Wake Forest coach Dave Clawson said he'll be isolating from his wife, Catherine, a cancer survivor, once football camp opens for the team on July 12, and doesn't expect to return home until the season concludes.
Clawson said doctors told Catherine that, due to a reduced white blood cell count, she is at a higher risk for complications should she contract COVID-19. Catherine Clawson underwent chemotherapy and radiation treatments for breast cancer in 2017.
Clawson said Catherine is now cancer-free and in good health, but the two decided the only safe response would be to remain separated once coaches resume face-to-face interactions with players.
"When I'm working on a daily basis, coaching 110 to 120 players and having a staff of 50, I don't know how I could go home at night and honestly tell my wife I couldn't have come in contact with [the coronavirus]," Clawson said. "I love coaching, but I love my wife more. There's no way I'm going to do anything that would put her at risk."

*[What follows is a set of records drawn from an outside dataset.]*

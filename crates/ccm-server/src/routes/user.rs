use axum::extract::State;
use axum::Json;
use ccm_core::parsed::Parsed;
use ccm_core::user;
use serde::Serialize;
use serde_json::{json, Value};

use super::blocking;
use crate::error::AppError;
use crate::state::AppState;

async fn user_scan<T>(
    app: &AppState,
    key: &str,
    scan: fn(&std::path::Path) -> Parsed<T>,
) -> Result<Json<Value>, AppError>
where
    T: Serialize + Send + 'static,
{
    let home = app.home.clone();
    let parsed = blocking(move || scan(&home)).await?;
    let mut body = json!({ "success": true, "warnings": parsed.warnings });
    body[key] = json!(parsed.items);
    Ok(Json(body))
}

/// GET /api/user/agents
pub async fn user_agents(State(app): State<AppState>) -> Result<Json<Value>, AppError> {
    user_scan(&app, "agents", user::user_agents).await
}

/// GET /api/user/commands
pub async fn user_commands(State(app): State<AppState>) -> Result<Json<Value>, AppError> {
    user_scan(&app, "commands", user::user_commands).await
}

/// GET /api/user/hooks
pub async fn user_hooks(State(app): State<AppState>) -> Result<Json<Value>, AppError> {
    user_scan(&app, "hooks", user::user_hooks).await
}

/// GET /api/user/mcp
pub async fn user_mcp(State(app): State<AppState>) -> Result<Json<Value>, AppError> {
    user_scan(&app, "mcp", user::user_mcp).await
}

On Tuesday, Penn State coach James Franklin told HBO's "Real Sports with Bryant Gumbel" that he's taking a similar approach to isolate from his family during the season out of fear of infecting his daughter, who has sickle cell disease.
Clawson said several members of his staff are also planning to take similar precautions, and he has told his players that all activities will be voluntary, and all scholarships will be honored, even if a player chooses to sit out due to fears related to the virus.
For those returning, Clawson said the coaching staff has warned them to strictly follow social distancing guidelines and limit any unnecessary contact.
"We've told our players that to play college football has always required dedication and sacrifice," Clawson said, "and if we want to play football this year, they're going to have to sacrifice more than they ever have before in terms of curtailing social life and not being around large groups of people, and the staff is no different."
Clawson said the decision to isolate from his wife was difficult, but the conversations surrounding the virus and recent protests against social injustice have underscored a need for coaches to adjust and evolve.
"It's a very interesting time in our profession," Clawson said. "For years, the characteristics of a coach that have always been applauded have been the laser-like focus on the game, staying in your office until 2 a.m. watching film, the guy who blocks out everything that's happening in the world.
"With COVID and social injustice, our jobs are different and changing, and [watching film] doesn't qualify you to talk about COVID or social injustice. I think we're learning that's not an excuse. We can't bury our heads in a film room. We have to be very aware of what's going on in society in order to be able to advocate for our players in every way."